## [About this task]
Produce an exact copy of the lines below, starting at the first and ending with the line containing "8-bit-per-channel color triple.".

## [Information shown]
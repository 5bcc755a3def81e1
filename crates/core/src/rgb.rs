//! Packed RGB encoding used by XYZRGB point formats.
//!
//! PCL inherited from ROS the habit of storing a 24-bit color inside the
//! 4th float slot of a point: the color is composed as `0x00RRGGBB` and the
//! resulting 32 bits are stored as-is in an `f32` field. Packing and
//! unpacking here reinterpret bits, they never convert numerically.

/// An 8-bit-per-channel color triple.
#[derive(Debug, Clone, Copy, PartialEq, Eq, Hash, Default)]
pub struct Rgb {
    pub r: u8,
    pub g: u8,
    pub b: u8,
}

impl Rgb {
    pub const fn new(r: u8, g: u8, b: u8) -> Self {
        Self { r, g, b }
    }

    /// Builds a color from wide channel values, keeping only the low 8 bits
    /// of each (`value & 0xFF` in two's complement). Out-of-range values
    /// wrap, they are not clamped.
    pub fn from_channels(r: i64, g: i64, b: i64) -> Self {
        Self {
            r: (r & 0xFF) as u8,
            g: (g & 0xFF) as u8,
            b: (b & 0xFF) as u8,
        }
    }

    pub fn to_array(self) -> [u8; 3] {
        [self.r, self.g, self.b]
    }
}

impl From<[u8; 3]> for Rgb {
    fn from(c: [u8; 3]) -> Self {
        Self::new(c[0], c[1], c[2])
    }
}

impl From<Rgb> for [u8; 3] {
    fn from(c: Rgb) -> Self {
        c.to_array()
    }
}

/// `0x00RRGGBB`; bits 24-31 are always zero.
pub fn rgb_to_bits(color: Rgb) -> u32 {
    (u32::from(color.r) << 16) | (u32::from(color.g) << 8) | u32::from(color.b)
}

/// Extracts the three color bytes from a 32-bit pattern, ignoring bits 24-31.
pub fn bits_to_rgb(bits: u32) -> Rgb {
    Rgb {
        r: ((bits >> 16) & 0xFF) as u8,
        g: ((bits >> 8) & 0xFF) as u8,
        b: (bits & 0xFF) as u8,
    }
}

/// Packs a color into the float field of a point.
pub fn pack_rgb(color: Rgb) -> f32 {
    f32::from_bits(rgb_to_bits(color))
}

/// Inverse of [`pack_rgb`].
pub fn unpack_rgb(packed: f32) -> Rgb {
    bits_to_rgb(packed.to_bits())
}
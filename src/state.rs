//! Application state
//!
//! Holds all shared components and configuration

use crate::camera_directory::CameraDirectory;
use crate::console_api::auth::AuthClient;
use crate::console_api::incidents::IncidentClient;
use crate::console_api::vehicles::VehicleClient;
use crate::console_api::whitelist::WhitelistClient;
use crate::registry_client::RegistryClient;
use std::sync::Arc;
use std::time::Duration;

/// Application configuration
#[derive(Debug, Clone)]
pub struct ConsoleConfig {
    /// Console backend base URL
    pub api_url: String,
    /// HTTP timeout in seconds
    pub http_timeout_secs: u64,
}

impl Default for ConsoleConfig {
    fn default() -> Self {
        Self {
            api_url: std::env::var("NXTRA_API_URL")
                .unwrap_or_else(|_| "http://localhost:8000".to_string()),
            http_timeout_secs: std::env::var("NXTRA_HTTP_TIMEOUT_SECS")
                .ok()
                .and_then(|v| v.parse().ok())
                .unwrap_or(15),
        }
    }
}

/// Shared console components
#[derive(Clone)]
pub struct ConsoleState {
    /// Application config
    pub config: ConsoleConfig,
    /// Camera collection, provisioning sweep state included
    pub directory: Arc<CameraDirectory<RegistryClient>>,
    /// Operator authentication
    pub auth: Arc<AuthClient>,
    /// Incident alert board
    pub incidents: Arc<IncidentClient>,
    /// Vehicle logs and traffic flow
    pub vehicles: Arc<VehicleClient>,
    /// Vehicle whitelist
    pub whitelist: Arc<WhitelistClient>,
}

impl ConsoleState {
    /// Wire up all components against one backend
    pub fn new(config: ConsoleConfig) -> Self {
        let timeout = Duration::from_secs(config.http_timeout_secs);
        let registry = RegistryClient::with_timeout(&config.api_url, timeout);

        Self {
            directory: Arc::new(CameraDirectory::new(registry)),
            auth: Arc::new(AuthClient::with_timeout(&config.api_url, timeout)),
            incidents: Arc::new(IncidentClient::with_timeout(&config.api_url, timeout)),
            vehicles: Arc::new(VehicleClient::with_timeout(&config.api_url, timeout)),
            whitelist: Arc::new(WhitelistClient::with_timeout(&config.api_url, timeout)),
            config,
        }
    }
}
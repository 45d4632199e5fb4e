//! StreamSession - Stream Lifecycle Controller
//!
//! ## Responsibilities
//!
//! - Attach one playback URL to one media sink
//! - Infer liveness from heuristic player signals
//! - Bounded in-place recovery for network/media faults
//! - Guaranteed ordered teardown (no duplicate bindings on a sink)
//!
//! One session exists per (camera, playback URL) pairing currently
//! rendered, owned exclusively by the card that created it. The state
//! machine is synchronous; the player glue pushes [`PlayerEvent`]s in as
//! they arrive, so all transition logic is testable with a scripted fake
//! client and sink.

pub mod events;

pub use events::{ClientFaultKind, FaultClass, PlayerEvent, StreamFault};

use chrono::{DateTime, Utc};
use uuid::Uuid;

/// Automatic recovery attempts per fault class per session.
/// Replenished whenever playback is confirmed live again.
const RECOVERY_BUDGET: u8 = 3;

/// Stream session states
#[derive(Debug, Clone, Copy, PartialEq, Eq, serde::Serialize, serde::Deserialize)]
#[serde(rename_all = "snake_case")]
pub enum SessionState {
    /// No URL bound; sink cleared
    Idle,
    /// URL bound, manifest requested (or native playback attempted)
    Attaching,
    /// Play issued, waiting for first confirmed media progress
    Buffering,
    /// Playback confirmed by at least one progress/segment signal
    Live,
    /// Sink paused/waiting/stalled after being live; may self-resume
    Stalled,
    /// Fatal network fault; client restarting its load loop
    RecoveringNetwork,
    /// Fatal media fault; client attempting internal media recovery
    RecoveringMedia,
    /// Unrecoverable fault or terminal teardown; create a new session to retry
    Destroyed,
}

impl SessionState {
    pub fn as_str(&self) -> &'static str {
        match self {
            SessionState::Idle => "idle",
            SessionState::Attaching => "attaching",
            SessionState::Buffering => "buffering",
            SessionState::Live => "live",
            SessionState::Stalled => "stalled",
            SessionState::RecoveringNetwork => "recovering_network",
            SessionState::RecoveringMedia => "recovering_media",
            SessionState::Destroyed => "destroyed",
        }
    }
}

/// Media output element the stream is rendered into
pub trait MediaSink {
    /// Whether the platform plays adaptive streams natively (Safari-style)
    fn supports_native_hls(&self) -> bool;
    fn set_source(&mut self, url: &str);
    fn clear_source(&mut self);
    fn play(&mut self);
}

/// Adaptive-streaming client instance (hls.js-style engine)
pub trait AdaptiveClient {
    fn load_source(&mut self, url: &str);
    fn attach_media(&mut self);
    /// Restart the load loop from the current position (network recovery)
    fn start_load(&mut self);
    /// Internal media-error recovery, no manifest re-fetch
    fn recover_media(&mut self);
    fn stop_load(&mut self);
    fn detach_media(&mut self);
    /// Full release of the instance and any internal worker
    fn destroy(&mut self);
}

/// Stream session controller
pub struct StreamSession<S, C, F>
where
    S: MediaSink,
    C: AdaptiveClient,
    F: FnMut() -> C,
{
    session_id: Uuid,
    camera_id: String,
    sink: S,
    make_client: F,
    client: Option<C>,
    state: SessionState,
    playback_url: Option<String>,
    live_since: Option<DateTime<Utc>>,
    network_budget: u8,
    media_budget: u8,
}

impl<S, C, F> StreamSession<S, C, F>
where
    S: MediaSink,
    C: AdaptiveClient,
    F: FnMut() -> C,
{
    /// Create a new unbound session for a camera
    pub fn new(camera_id: &str, sink: S, make_client: F) -> Self {
        Self {
            session_id: Uuid::new_v4(),
            camera_id: camera_id.to_string(),
            sink,
            make_client,
            client: None,
            state: SessionState::Idle,
            playback_url: None,
            live_since: None,
            network_budget: RECOVERY_BUDGET,
            media_budget: RECOVERY_BUDGET,
        }
    }

    pub fn session_id(&self) -> Uuid {
        self.session_id
    }

    pub fn camera_id(&self) -> &str {
        &self.camera_id
    }

    pub fn state(&self) -> SessionState {
        self.state
    }

    /// Liveness flag exposed to the card: true only while `Live`.
    /// No debounce; the flag flips with the state machine.
    pub fn is_live(&self) -> bool {
        self.state == SessionState::Live
    }

    pub fn playback_url(&self) -> Option<&str> {
        self.playback_url.as_deref()
    }

    pub fn live_since(&self) -> Option<DateTime<Utc>> {
        self.live_since
    }

    /// Badge text for the card
    pub fn status_label(&self) -> &'static str {
        match self.state {
            SessionState::Idle => "No Stream",
            SessionState::Live => "Live",
            SessionState::Destroyed => "Unavailable",
            _ => "Loading...",
        }
    }

    /// Bind a playback URL to the sink. If a binding already exists it is
    /// fully torn down first; two sessions never run against one sink.
    pub fn bind(&mut self, url: &str) -> crate::Result<()> {
        if self.state == SessionState::Destroyed {
            return Err(crate::Error::Session(format!(
                "session {} is destroyed; create a new session to rebind",
                self.session_id
            )));
        }

        if self.state != SessionState::Idle {
            self.teardown();
        }

        self.playback_url = Some(url.to_string());
        self.network_budget = RECOVERY_BUDGET;
        self.media_budget = RECOVERY_BUDGET;
        self.set_state(SessionState::Attaching);

        if self.sink.supports_native_hls() {
            // Native path: no adaptive client, play is issued immediately
            self.sink.set_source(url);
            self.sink.play();
            self.set_state(SessionState::Buffering);
        } else {
            let mut client = (self.make_client)();
            client.load_source(url);
            client.attach_media();
            self.client = Some(client);
            // Buffering once the manifest parses and play is issued
        }

        Ok(())
    }

    /// Explicit unbind: ordered teardown, back to `Idle`.
    /// Equivalent to a card unmount or a URL clear.
    pub fn unbind(&mut self) {
        if self.state == SessionState::Idle || self.state == SessionState::Destroyed {
            return;
        }
        self.teardown();
        self.set_state(SessionState::Idle);
    }

    /// Feed one player event through the state machine
    pub fn handle_event(&mut self, event: PlayerEvent) {
        let event = match event {
            PlayerEvent::Fault(fault) => {
                self.handle_fault(fault);
                return;
            }
            other => other,
        };

        match (self.state, &event) {
            // Manifest ready: issue play, wait for first progress
            (SessionState::Attaching, PlayerEvent::ManifestParsed) => {
                self.sink.play();
                self.set_state(SessionState::Buffering);
            }
            // A segment arriving while attaching means the manifest went
            // through; playback still needs confirming
            (SessionState::Attaching, PlayerEvent::SegmentLoaded) => {
                self.sink.play();
                self.set_state(SessionState::Buffering);
            }

            // First confirmed progress after attach/recovery.
            // Heuristic OR: no single signal is reliable on its own.
            (
                SessionState::Buffering,
                PlayerEvent::Progress
                | PlayerEvent::SegmentLoaded
                | PlayerEvent::NativePlaybackStarted,
            ) => {
                self.enter_live();
            }

            (SessionState::Live, PlayerEvent::Waiting | PlayerEvent::Paused | PlayerEvent::Stalled) => {
                self.set_state(SessionState::Stalled);
            }

            // The player self-resumed
            (SessionState::Stalled, PlayerEvent::Progress | PlayerEvent::SegmentLoaded) => {
                self.enter_live();
            }

            // Recovery confirmed by renewed client activity; playback
            // resumption itself must be re-confirmed from Buffering
            (
                SessionState::RecoveringNetwork | SessionState::RecoveringMedia,
                PlayerEvent::ManifestParsed
                | PlayerEvent::Progress
                | PlayerEvent::SegmentLoaded
                | PlayerEvent::NativePlaybackStarted,
            ) => {
                self.set_state(SessionState::Buffering);
            }

            _ => {
                tracing::trace!(
                    session_id = %self.session_id,
                    camera_id = %self.camera_id,
                    state = self.state.as_str(),
                    event = ?event,
                    "Player event ignored in current state"
                );
            }
        }
    }

    fn handle_fault(&mut self, fault: StreamFault) {
        if !fault.fatal {
            tracing::debug!(
                session_id = %self.session_id,
                camera_id = %self.camera_id,
                kind = ?fault.kind,
                "Transient fault absorbed by client"
            );
            return;
        }

        if self.state == SessionState::Idle || self.state == SessionState::Destroyed {
            return;
        }

        match fault.kind.class() {
            FaultClass::Network => self.recover(fault, SessionState::RecoveringNetwork),
            FaultClass::Media => self.recover(fault, SessionState::RecoveringMedia),
            FaultClass::Unrecoverable => {
                tracing::warn!(
                    session_id = %self.session_id,
                    camera_id = %self.camera_id,
                    kind = ?fault.kind,
                    detail = fault.detail.as_deref().unwrap_or(""),
                    "Unrecoverable fault - destroying session"
                );
                self.destroy();
            }
        }
    }

    fn recover(&mut self, fault: StreamFault, target: SessionState) {
        // Native path has no client to instruct; nothing to recover in place
        if self.client.is_none() {
            tracing::warn!(
                session_id = %self.session_id,
                camera_id = %self.camera_id,
                kind = ?fault.kind,
                "Fatal fault without adaptive client - destroying session"
            );
            self.destroy();
            return;
        }

        let network = target == SessionState::RecoveringNetwork;
        let budget = if network {
            self.network_budget
        } else {
            self.media_budget
        };

        if budget == 0 {
            tracing::warn!(
                session_id = %self.session_id,
                camera_id = %self.camera_id,
                kind = ?fault.kind,
                "Recovery budget exhausted - destroying session"
            );
            self.destroy();
            return;
        }

        if let Some(client) = self.client.as_mut() {
            if network {
                self.network_budget -= 1;
                client.start_load();
            } else {
                self.media_budget -= 1;
                client.recover_media();
            }
        }

        tracing::info!(
            session_id = %self.session_id,
            camera_id = %self.camera_id,
            kind = ?fault.kind,
            remaining = budget - 1,
            "In-place recovery attempted"
        );
        self.set_state(target);
    }

    fn enter_live(&mut self) {
        self.live_since = Some(Utc::now());
        self.network_budget = RECOVERY_BUDGET;
        self.media_budget = RECOVERY_BUDGET;
        self.set_state(SessionState::Live);
    }

    fn destroy(&mut self) {
        self.teardown();
        self.set_state(SessionState::Destroyed);
    }

    /// Ordered release: stop the client loop, detach it, release the
    /// instance, then clear the sink's source. Only after this may a new
    /// binding attach. Skipping or reordering these steps is how duplicate
    /// decoders leak under rapid URL churn.
    fn teardown(&mut self) {
        if let Some(mut client) = self.client.take() {
            client.stop_load();
            client.detach_media();
            client.destroy();
        }
        self.sink.clear_source();
        self.playback_url = None;
        self.live_since = None;
    }

    fn set_state(&mut self, next: SessionState) {
        if self.state == next {
            return;
        }
        tracing::debug!(
            session_id = %self.session_id,
            camera_id = %self.camera_id,
            from = self.state.as_str(),
            to = next.as_str(),
            live = next == SessionState::Live,
            "Session state transition"
        );
        self.state = next;
    }
}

## [Task result]
repository 5bcc755a3def81e1
filename crates/core/src/rgb.rs
//! Packed RGB encoding used by XYZRGB point formats.
//!
//! PCL inherited from ROS the habit of storing a 24-bit color inside the
//! 4th float slot of a point: the color is composed as `0x00RRGGBB` and the
//! resulting 32 bits are stored as-is in an `f32` field. Packing and
//! unpacking here reinterpret bits, they never convert numerically.

/// An 8-bit-per-channel color triple.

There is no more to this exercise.